- About this exercise -
Only the lines that hold "config" should be in the answer, each copied from the data below.

- Information supplied -
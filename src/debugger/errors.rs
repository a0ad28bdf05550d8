use std::io;

use thiserror::Error;

use crate::vm::LoadError;

#[derive(Debug, Error)]
pub enum DebugError {
    #[error("missing argument: {0}")]
    MissingParameter(&'static str),
    #[error("can't parse argument: {0}")]
    InvalidParameter(String),
    #[error("no program loaded")]
    NotLoaded,
    #[error("at instruction {offset} ({mnemonic}): {reason}")]
    Fault {
        offset: usize,
        mnemonic: String,
        reason: String,
    },
    #[error("failed to load program: {0}")]
    Load(#[from] LoadError),
    #[error("failed to read {path}: {source}")]
    Read {
        path: String,
        #[source]
        source: io::Error,
    },
    #[error("unknown command: {0}")]
    UnknownCommand(String),
}
//! Conversions from raw command tokens to typed values.

use num_bigint::BigInt;

use crate::bigint;
use crate::debugger::DebugError;
use crate::vm::{StackItem, MAX_INTEGER_SIZE};

pub fn required<'a>(arg: Option<&'a str>, name: &'static str) -> Result<&'a str, DebugError> {
    arg.ok_or(DebugError::MissingParameter(name))
}

/// A non-negative instruction offset, decimal digits only.
pub fn parse_offset(token: &str) -> Result<usize, DebugError> {
    digits(token).ok_or_else(|| {
        DebugError::InvalidParameter(format!("{token:?} is not an instruction offset"))
    })
}

/// A positive repeat count; absent means one.
pub fn parse_count(token: Option<&str>) -> Result<usize, DebugError> {
    let Some(token) = token else {
        return Ok(1);
    };
    digits(token)
        .filter(|n| *n > 0)
        .ok_or_else(|| DebugError::InvalidParameter(format!("{token:?} is not a positive count")))
}

/// `str::parse` alone would also take a leading `+`.
fn digits(token: &str) -> Option<usize> {
    if token.is_empty() || !token.bytes().all(|b| b.is_ascii_digit()) {
        return None;
    }
    token.parse().ok()
}

/// A `run` parameter: `int:<n>`, `bool:<b>`, `string:<s>` or untyped.
///
/// Untyped tokens become integers or booleans when they read as one and
/// byte strings otherwise.
pub fn parse_param(token: &str) -> Result<StackItem, DebugError> {
    let invalid = || DebugError::InvalidParameter(format!("{token:?}"));

    match token.split_once(':') {
        Some(("int", value)) => parse_integer(value).ok_or_else(invalid),
        Some(("bool", value)) => parse_bool(value).ok_or_else(invalid),
        Some(("string", value)) => Ok(StackItem::from(value)),
        _ => Ok(parse_integer(token)
            .or_else(|| parse_bool(token))
            .unwrap_or_else(|| StackItem::from(token))),
    }
}

fn parse_integer(value: &str) -> Option<StackItem> {
    let n = value.parse::<BigInt>().ok()?;
    (bigint::encoded_len(&n) <= MAX_INTEGER_SIZE).then_some(StackItem::Integer(n))
}

fn parse_bool(value: &str) -> Option<StackItem> {
    match value {
        "true" => Some(StackItem::Boolean(true)),
        "false" => Some(StackItem::Boolean(false)),
        _ => None,
    }
}
use std::fs;
use std::io::{self, IsTerminal, Write};

use clap::Parser;
use tracing::info;
use tracing_subscriber::{layer::SubscriberExt, util::SubscriberInitExt, EnvFilter};

use neovm_debugger::config::Config;
use neovm_debugger::dap;
use neovm_debugger::debugger::{DebugContext, DebugError};
use neovm_debugger::executor;
use neovm_debugger::vm::Vm;

fn main() -> io::Result<()> {
    let config = Config::parse();

    // stdout carries command output or DAP frames, so logs go to stderr.
    tracing_subscriber::registry()
        .with(
            EnvFilter::try_from_default_env()
                .unwrap_or_else(|_| EnvFilter::new(&config.log_level)),
        )
        .with(tracing_subscriber::fmt::layer().with_writer(io::stderr))
        .init();

    if config.dap {
        info!("starting in DAP mode");
        let stdin = io::stdin();
        return dap::run_dap_mode(stdin.lock(), io::stdout().lock(), config.step_limit());
    }

    info!("starting in interactive mode");
    run_interactive_mode(&config)
}

fn run_interactive_mode(config: &Config) -> io::Result<()> {
    let mut ctx: DebugContext<Vm> = DebugContext::new().with_step_limit(config.step_limit());
    let stdin = io::stdin();
    let mut stdout = io::stdout().lock();

    if let Some(result) = preload(config) {
        match result.and_then(|script| ctx.load(&script)) {
            Ok(n) => writeln!(stdout, "READY: loaded {n} instructions")?,
            Err(err) => writeln!(stdout, "Error: {err}")?,
        }
    }

    let prompt = stdin.is_terminal();
    executor::run_debugger(&mut ctx, stdin.lock(), &mut stdout, prompt)
}

fn preload(config: &Config) -> Option<Result<Vec<u8>, DebugError>> {
    if let Some(text) = &config.hex {
        return Some(
            hex::decode(text.strip_prefix("0x").unwrap_or(text))
                .map_err(|err| DebugError::InvalidParameter(format!("--hex: {err}"))),
        );
    }
    config.file.as_ref().map(|path| {
        fs::read(path).map_err(|source| DebugError::Read {
            path: path.display().to_string(),
            source,
        })
    })
}
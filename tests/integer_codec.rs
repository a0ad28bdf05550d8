use num_bigint::BigInt;
use num_traits::One;

use neovm_debugger::bigint::{encoded_len, from_bytes, to_bytes};

// Known encodings produced by the reference node implementation
const CASES: &[(i64, &[u8])] = &[
    (0, &[0]),
    (1, &[1]),
    (-1, &[255]),
    (127, &[127]),
    (-127, &[129]),
    (128, &[128, 0]),
    (-128, &[128]),
    (-129, &[127, 255]),
    (255, &[255, 0]),
    (-255, &[1, 255]),
    (256, &[0, 1]),
    (-256, &[0, 255]),
    (123456789, &[21, 205, 91, 7]),
    (-123456789, &[235, 50, 164, 248]),
    (-6777216, &[128, 150, 152]),
    (6777216, &[128, 105, 103]),
    (-32641, &[127, 128]),
    (33023, &[0xff, 0x80, 0x00]),
    (-172, &[0x54, 0xff]),
    (i32::MAX as i64, &[0xff, 0xff, 0xff, 0x7f]),
    (i32::MIN as i64, &[0x00, 0x00, 0x00, 0x80]),
    (0x8000112233, &[0x33, 0x22, 0x11, 0x00, 0x80, 0x00]),
    (-0x8000112233, &[0xcd, 0xdd, 0xee, 0xff, 0x7f, 0xff]),
    (-0xfeff00000000, &[0x00, 0x00, 0x00, 0x00, 0x01, 0x01, 0xff]),
    (i64::MAX, &[0xff, 0xff, 0xff, 0xff, 0xff, 0xff, 0xff, 0x7f]),
    (i64::MIN, &[0x00, 0x00, 0x00, 0x00, 0x00, 0x00, 0x00, 0x80]),
];

// Values beyond 64 bits, written in decimal
const WIDE_CASES: &[(&str, &[u8])] = &[
    (
        "-1256271214286163627607479687759920896",
        &[0, 1, 2, 3, 4, 5, 6, 7, 8, 9, 10, 11, 12, 13, 14, 255],
    ),
    (
        "168884912246183068104079824028124185087",
        &[255, 1, 2, 3, 4, 5, 6, 7, 8, 9, 10, 11, 12, 13, 14, 127],
    ),
    (
        "-43536131589161850832973096317989605473920",
        &[128, 1, 2, 3, 4, 5, 6, 7, 8, 9, 10, 11, 12, 13, 14, 15, 128],
    ),
    (
        "43235871975677457350187428577111288447360",
        &[128, 1, 2, 3, 4, 5, 6, 7, 8, 9, 10, 11, 12, 13, 14, 15, 127],
    ),
];

fn big(text: &str) -> BigInt {
    text.parse().expect("not a decimal integer")
}

#[cfg(test)]
mod codec_tests {
    use super::*;

    #[test]
    fn test_known_encodings() {
        for (value, bytes) in CASES {
            let n = BigInt::from(*value);
            assert_eq!(to_bytes(&n), *bytes, "encoding {value}");
            assert_eq!(from_bytes(bytes), n, "decoding {value}");
            assert_eq!(encoded_len(&n), bytes.len(), "length of {value}");
        }
    }

    #[test]
    fn test_sign_extension_is_ignored_when_decoding() {
        for (value, bytes) in CASES {
            let pad = if *value >= 0 { 0x00 } else { 0xFF };
            let mut padded = bytes.to_vec();
            padded.extend_from_slice(&[pad, pad, pad]);
            assert_eq!(from_bytes(&padded), BigInt::from(*value), "padded {value}");
        }
    }

    #[test]
    fn test_empty_input_is_zero() {
        assert_eq!(from_bytes(&[]), BigInt::from(0i64));
    }

    #[test]
    fn test_wide_values() {
        for (text, bytes) in WIDE_CASES {
            let n = big(text);
            assert_eq!(from_bytes(bytes), n, "decoding {text}");
            assert_eq!(to_bytes(&n), *bytes, "encoding {text}");
        }
    }

    #[test]
    fn test_big_endian_reference_values() {
        // Listed most significant byte first
        let cases: &[(&str, &[u8])] = &[
            ("33022", &[0x00, 0x80, 0xFE]),
            ("-32514", &[0x80, 0xFE]),
            (
                "-18374686475376656384",
                &[0xff, 0x01, 0x00, 0x00, 0x01, 0x00, 0x00, 0x00, 0x00],
            ),
            (
                "-18446744069414584320",
                &[0xff, 0x00, 0x00, 0x00, 0x01, 0x00, 0x00, 0x00, 0x00],
            ),
        ];
        for (text, be) in cases {
            let le: Vec<u8> = be.iter().rev().copied().collect();
            assert_eq!(from_bytes(&le), big(text), "decoding {text}");
        }
    }

    #[test]
    fn test_thousand_digit_values() {
        let power = BigInt::one() << 4000usize;
        assert!(power.to_string().len() > 1000);

        let mut max = vec![0xFFu8; 500];
        max.push(0x00);
        let below = &power - BigInt::one();
        assert_eq!(to_bytes(&below), max);
        assert_eq!(from_bytes(&max), below);

        let mut min = vec![0x00u8; 500];
        min.push(0xFF);
        let negative = -power;
        assert_eq!(to_bytes(&negative), min);
        assert_eq!(from_bytes(&min), negative);
    }
}
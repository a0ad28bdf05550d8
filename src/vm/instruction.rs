use super::errors::LoadError;
use super::opcode::{Opcode, Operand};

/// One decoded instruction, borrowing its operand from the script.
#[derive(Debug, Clone, Copy, PartialEq, Eq)]
pub struct Instruction<'a> {
    pub offset: usize,
    pub opcode: Opcode,
    /// Operand bytes with any length prefix already stripped.
    pub operand: &'a [u8],
    /// Total encoded size including opcode and prefix.
    pub size: usize,
}

impl<'a> Instruction<'a> {
    pub fn decode(script: &'a [u8], offset: usize) -> Result<Self, LoadError> {
        let byte = *script.get(offset).ok_or(LoadError::Truncated {
            offset,
            mnemonic: "RET",
        })?;
        let opcode =
            Opcode::try_from(byte).map_err(|byte| LoadError::InvalidOpcode { offset, byte })?;
        let truncated = || LoadError::Truncated {
            offset,
            mnemonic: opcode.mnemonic(),
        };

        let start = offset + 1;
        let (operand_start, operand_len) = match opcode.operand() {
            Operand::None => (start, 0),
            Operand::Fixed(n) => (start, n),
            Operand::Prefixed(width) => {
                let prefix = script.get(start..start + width).ok_or_else(truncated)?;
                let mut len = [0u8; 8];
                len[..width].copy_from_slice(prefix);
                let len = usize::try_from(u64::from_le_bytes(len)).map_err(|_| truncated())?;
                (start + width, len)
            }
        };

        let end = operand_start.checked_add(operand_len).ok_or_else(truncated)?;
        let operand = script.get(operand_start..end).ok_or_else(truncated)?;

        Ok(Self {
            offset,
            opcode,
            operand,
            size: end - offset,
        })
    }

    pub fn next_offset(&self) -> usize {
        self.offset + self.size
    }

    /// Signed operand of 1, 2, 4 or 8 bytes, used by jumps and calls.
    pub fn operand_i64(&self) -> i64 {
        let n = self.operand.len().min(8);
        if n == 0 {
            return 0;
        }
        let mut buf = [0u8; 8];
        buf[..n].copy_from_slice(&self.operand[..n]);
        let shift = 64 - 8 * n as u32;
        (i64::from_le_bytes(buf) << shift) >> shift
    }

    pub fn operand_u32(&self) -> u32 {
        let mut buf = [0u8; 4];
        let n = self.operand.len().min(4);
        buf[..n].copy_from_slice(&self.operand[..n]);
        u32::from_le_bytes(buf)
    }
}

/// Iterates the instructions of a script in program order.
pub struct Instructions<'a> {
    script: &'a [u8],
    offset: usize,
}

impl<'a> Iterator for Instructions<'a> {
    type Item = Result<Instruction<'a>, LoadError>;

    fn next(&mut self) -> Option<Self::Item> {
        if self.offset >= self.script.len() {
            return None;
        }
        let decoded = Instruction::decode(self.script, self.offset);
        match &decoded {
            Ok(instr) => self.offset = instr.next_offset(),
            Err(_) => self.offset = self.script.len(),
        }
        Some(decoded)
    }
}

pub fn instructions(script: &[u8]) -> Instructions<'_> {
    Instructions { script, offset: 0 }
}

#[cfg(test)]
mod tests {
    use super::*;

    #[test]
    fn pushdata_operand_excludes_prefix() {
        let script = [Opcode::PUSHDATA1 as u8, 3, 1, 2, 3, Opcode::RET as u8];
        let instr = Instruction::decode(&script, 0).unwrap();
        assert_eq!(instr.operand, &[1, 2, 3]);
        assert_eq!(instr.size, 5);
        assert_eq!(instr.next_offset(), 5);
    }

    #[test]
    fn negative_jump_offsets_sign_extend() {
        let script = [Opcode::JMP as u8, 0xFE];
        let instr = Instruction::decode(&script, 0).unwrap();
        assert_eq!(instr.operand_i64(), -2);
    }

    #[test]
    fn truncated_operand_is_reported() {
        let script = [Opcode::PUSHINT32 as u8, 1, 2];
        assert_eq!(
            Instruction::decode(&script, 0),
            Err(LoadError::Truncated {
                offset: 0,
                mnemonic: "PUSHINT32"
            })
        );
    }
}
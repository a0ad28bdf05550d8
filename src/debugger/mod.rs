mod breakpoints;
mod context;
mod engine;
mod errors;
mod stepping;

pub use breakpoints::Breakpoints;
pub use context::{DebugContext, StackKind, StackSnapshot};
pub use engine::{DisassembledInstruction, ExecutionEngine, FrameInfo, StepOutcome};
pub use errors::DebugError;
pub use stepping::{Position, RunMode, Stop};

/// Where a session stands between commands.
#[derive(Debug, Clone, Copy, PartialEq, Eq)]
pub enum ExecutionState {
    NotLoaded,
    Ready,
    Break,
    Halted,
    Faulted,
}

impl ExecutionState {
    /// Halted and faulted sessions stay put until the next load.
    pub fn is_terminal(self) -> bool {
        matches!(self, ExecutionState::Halted | ExecutionState::Faulted)
    }
}
mod address;
mod parse;
mod runner;

pub use parse::{parse_views, quote, View};
pub use runner::{execute_line, run_debugger, Flow, PROMPT};
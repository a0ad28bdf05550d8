mod engine;
mod errors;
mod instruction;
pub mod interop;
mod opcode;
pub mod serializer;
mod stack_item;

pub use engine::{Vm, MAX_INVOCATION_DEPTH, MAX_STACK_SIZE};
pub use errors::{LoadError, VmError};
pub use instruction::{instructions, Instruction};
pub use opcode::{Opcode, Operand};
pub use stack_item::{StackItem, MAX_INTEGER_SIZE};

- Result for this exercise -
use neovm_debugger::config::Config;
    let config = Config::parse();
                .unwrap_or_else(|_| EnvFilter::new(&config.log_level)),
    if config.dap {
        return dap::run_dap_mode(stdin.lock(), io::stdout().lock(), config.step_limit());
    run_interactive_mode(&config)
fn run_interactive_mode(config: &Config) -> io::Result<()> {
    let mut ctx: DebugContext<Vm> = DebugContext::new().with_step_limit(config.step_limit());
    if let Some(result) = preload(config) {
fn preload(config: &Config) -> Option<Result<Vec<u8>, DebugError>> {
    if let Some(text) = &config.hex {
    config.file.as_ref().map(|path| {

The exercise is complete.